Ralph Hardiek shot Waterloo Deputy Marshal Stephen Brady on Dec. 15 as the officer spoke to Julie Marie King about an incident in which King and Hardiek knocked on a home’s front door and asked the homeowner for help getting their car out of a ditch. Hardiek was later shot to death by police.
A probable cause affidavit filed Friday said King, 33, and Hardiek, 41, had planned to go door-to-door robbing people at gunpoint to get money for a trip to Utah so Hardiek could avoid being sent to prison on a drug charge.
King was arrested Friday after being released from a Fort Wayne hospital and charged with felony murder, conspiracy to commit murder and aiding in attempted murder.
The felony murder charge accuses her of committing a crime in which a person is killed — in this case Hardiek. She remained Saturday in the DeKalb County Jail, where she’s being held without bail, the Journal Gazette reported.
A week before the shooting, Hardiek missed a Noble County sentencing hearing on a charge of dealing methamphetamine. His plea agreement called for a 12-year sentence, of which he would serve six years.
The affidavit outlines how this looming sentence motivated Hardiek and King in the days before Brady — who has since been released from a hospital — was shot.
The Auburn couple stayed with one of King’s friends near Coldwater, Mich., in early December. The friend told investigators Hardiek and King asked for his help in modifying their guns, including filing off trigger guards, so they could be fired more easily.
The friend’s son told investigators the couple told him they needed money to go to Utah so Hardiek could avoid prison.
On Dec. 14, the couple robbed a man — neither the friend nor his son— of his wallet at gunpoint in the Michigan home and then drove back to Indiana, the affidavit said.
In Waterloo, the couple’s car got stuck on a muddy road.
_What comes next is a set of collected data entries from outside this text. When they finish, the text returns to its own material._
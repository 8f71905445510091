mod import_directive_tests;
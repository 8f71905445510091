mod graphql_loader;
mod load_error;
mod loader_options;
mod loader_result;

pub use graphql_loader::GraphQLLoader;
pub use load_error::LoadError;
pub use loader_options::LoaderOptions;
pub use loader_options::LoaderOptionsError;
pub use loader_result::LoaderResult;
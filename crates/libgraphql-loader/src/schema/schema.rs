use crate::schema::SchemaBuildError;
use crate::schema::SchemaField;
use crate::schema::SchemaType;
use crate::schema::TypeKind;
use crate::schema::TypeRef;
use crate::schema::introspection::IntrospectionField;
use crate::schema::introspection::IntrospectionResponse;
use crate::schema::introspection::IntrospectionType;
use crate::schema::introspection::IntrospectionTypeRef;
use indexmap::IndexMap;

const BUILTIN_SCALARS: [&str; 5] = ["Boolean", "Float", "ID", "Int", "String"];

type Result<T> = std::result::Result<T, SchemaBuildError>;

/// The type system of a GraphQL service, as far as operation validation
/// needs it: the root operation types and every named type with its fields.
#[derive(Clone, Debug, PartialEq)]
pub struct Schema {
    mutation_type: Option<String>,
    query_type: String,
    subscription_type: Option<String>,
    types: IndexMap<String, SchemaType>,
}
impl Schema {
    /// Builds a schema from a JSON introspection result. Both the bare
    /// `{"__schema": ...}` form and the full response form
    /// `{"data": {"__schema": ...}}` are accepted.
    pub fn from_introspection_json(json: &str) -> Result<Self> {
        let response: IntrospectionResponse = serde_json::from_str(json)
            .map_err(|err| SchemaBuildError::InvalidJson(err.to_string()))?;
        let introspection = response.into_schema();

        let mut types = IndexMap::new();
        for introspected in introspection.types {
            let schema_type = schema_type_from_introspection(introspected)?;
            if types.contains_key(&schema_type.name) {
                return Err(SchemaBuildError::DuplicateTypeDefinition {
                    type_name: schema_type.name,
                });
            }
            types.insert(schema_type.name.to_string(), schema_type);
        }
        for scalar in BUILTIN_SCALARS {
            types.entry(scalar.to_string()).or_insert_with(|| SchemaType {
                fields: IndexMap::new(),
                kind: TypeKind::Scalar,
                name: scalar.to_string(),
                possible_types: vec![],
            });
        }

        let schema = Self {
            mutation_type: introspection.mutation_type.map(|named| named.name),
            query_type: introspection.query_type.name,
            subscription_type: introspection.subscription_type.map(|named| named.name),
            types,
        };
        schema.check_root_type("query", Some(&schema.query_type))?;
        schema.check_root_type("mutation", schema.mutation_type.as_ref())?;
        schema.check_root_type("subscription", schema.subscription_type.as_ref())?;

        log::debug!(
            "Built schema with {} types from introspection JSON.",
            schema.types.len(),
        );
        Ok(schema)
    }

    /// The root type for `operation` (`"query"`, `"mutation"` or
    /// `"subscription"`), if the schema supports that operation type.
    pub fn root_type(&self, operation: &str) -> Option<&SchemaType> {
        let type_name = match operation {
            "query" => Some(&self.query_type),
            "mutation" => self.mutation_type.as_ref(),
            "subscription" => self.subscription_type.as_ref(),
            _ => None,
        }?;
        self.types.get(type_name)
    }

    pub fn type_named(&self, name: &str) -> Option<&SchemaType> {
        self.types.get(name)
    }

    pub fn types(&self) -> impl Iterator<Item = &SchemaType> {
        self.types.values()
    }

    fn check_root_type(
        &self,
        operation: &'static str,
        type_name: Option<&String>,
    ) -> Result<()> {
        match type_name {
            Some(type_name) if !self.types.contains_key(type_name) => {
                Err(SchemaBuildError::UndefinedRootType {
                    operation,
                    type_name: type_name.to_string(),
                })
            },
            _ => Ok(()),
        }
    }
}

fn schema_type_from_introspection(introspected: IntrospectionType) -> Result<SchemaType> {
    let fields = introspected
        .fields
        .unwrap_or_default()
        .into_iter()
        .map(|field| -> Result<(String, SchemaField)> {
            let field = schema_field_from_introspection(field)?;
            Ok((field.name.to_string(), field))
        })
        .collect::<Result<IndexMap<_, _>>>()?;

    Ok(SchemaType {
        fields,
        kind: introspected.kind,
        name: introspected.name,
        possible_types: introspected
            .possible_types
            .unwrap_or_default()
            .into_iter()
            .map(|named| named.name)
            .collect(),
    })
}

fn schema_field_from_introspection(field: IntrospectionField) -> Result<SchemaField> {
    Ok(SchemaField {
        arguments: field
            .args
            .unwrap_or_default()
            .into_iter()
            .map(|arg| arg.name)
            .collect(),
        name: field.name,
        type_ref: type_ref_from_introspection(field.type_ref)?,
    })
}

fn type_ref_from_introspection(type_ref: IntrospectionTypeRef) -> Result<TypeRef> {
    match type_ref.kind {
        TypeKind::List | TypeKind::NonNull => {
            let inner = type_ref.of_type.ok_or(SchemaBuildError::MalformedTypeRef {
                kind: type_ref.kind,
                missing: "ofType",
            })?;
            let inner = Box::new(type_ref_from_introspection(*inner)?);
            Ok(if type_ref.kind == TypeKind::List {
                TypeRef::List(inner)
            } else {
                TypeRef::NonNull(inner)
            })
        },
        kind => type_ref
            .name
            .map(TypeRef::Named)
            .ok_or(SchemaBuildError::MalformedTypeRef {
                kind,
                missing: "name",
            }),
    }
}
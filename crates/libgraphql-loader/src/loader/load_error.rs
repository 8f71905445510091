use crate::import::ImportError;
use crate::node::NodeShapeError;
use crate::schema::SchemaBuildError;
use crate::schema::SchemaNotFoundError;
use std::path::PathBuf;
use thiserror::Error;

/// A fatal failure of [`GraphQLLoader::load`](crate::GraphQLLoader::load).
/// Validation problems are not errors; they come back as diagnostics.
#[derive(Clone, Debug, Error, PartialEq)]
pub enum LoadError {
    #[error(transparent)]
    Import(#[from] ImportError),

    #[error("Failed to print the bundled document: {0}")]
    NodeShape(#[from] NodeShapeError),

    #[error(transparent)]
    SchemaBuild(#[from] SchemaBuildError),

    #[error(transparent)]
    SchemaNotFound(#[from] SchemaNotFoundError),

    #[error("Failed to read schema file {path:?}: {message}")]
    SchemaRead { path: PathBuf, message: String },

    #[error("The `validate` option requires a `schema` file name")]
    ValidateWithoutSchema,
}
About 2 a.m. on Dec. 15 the couple knocked on the door of a home about 2 1/2 miles from where their car was stuck, and King told the woman who answered she wanted the woman’s husband to use his truck to free their car, the affidavit said.
The woman refused, and about 45 minutes later she told Brady, who was at a nearby gas station, about the couple. Brady and a Waterloo officer then began driving around looking for Hardiek and King.
Brady, 47, told investigators he found them and asked the couple for identification, but they said they didn’t have any. Brady said he was asking King her name when Hardiek shot him in the face.
Hardiek was shot to death about three hours later, and King critically injured by officers as the pair hid beneath the deck of a home about two blocks from where Brady was shot.
The affidavit said the pair was “wound tightly together” and refused officers’ demands to surrender before Hardiek pulled out a gun and police fired on him and King.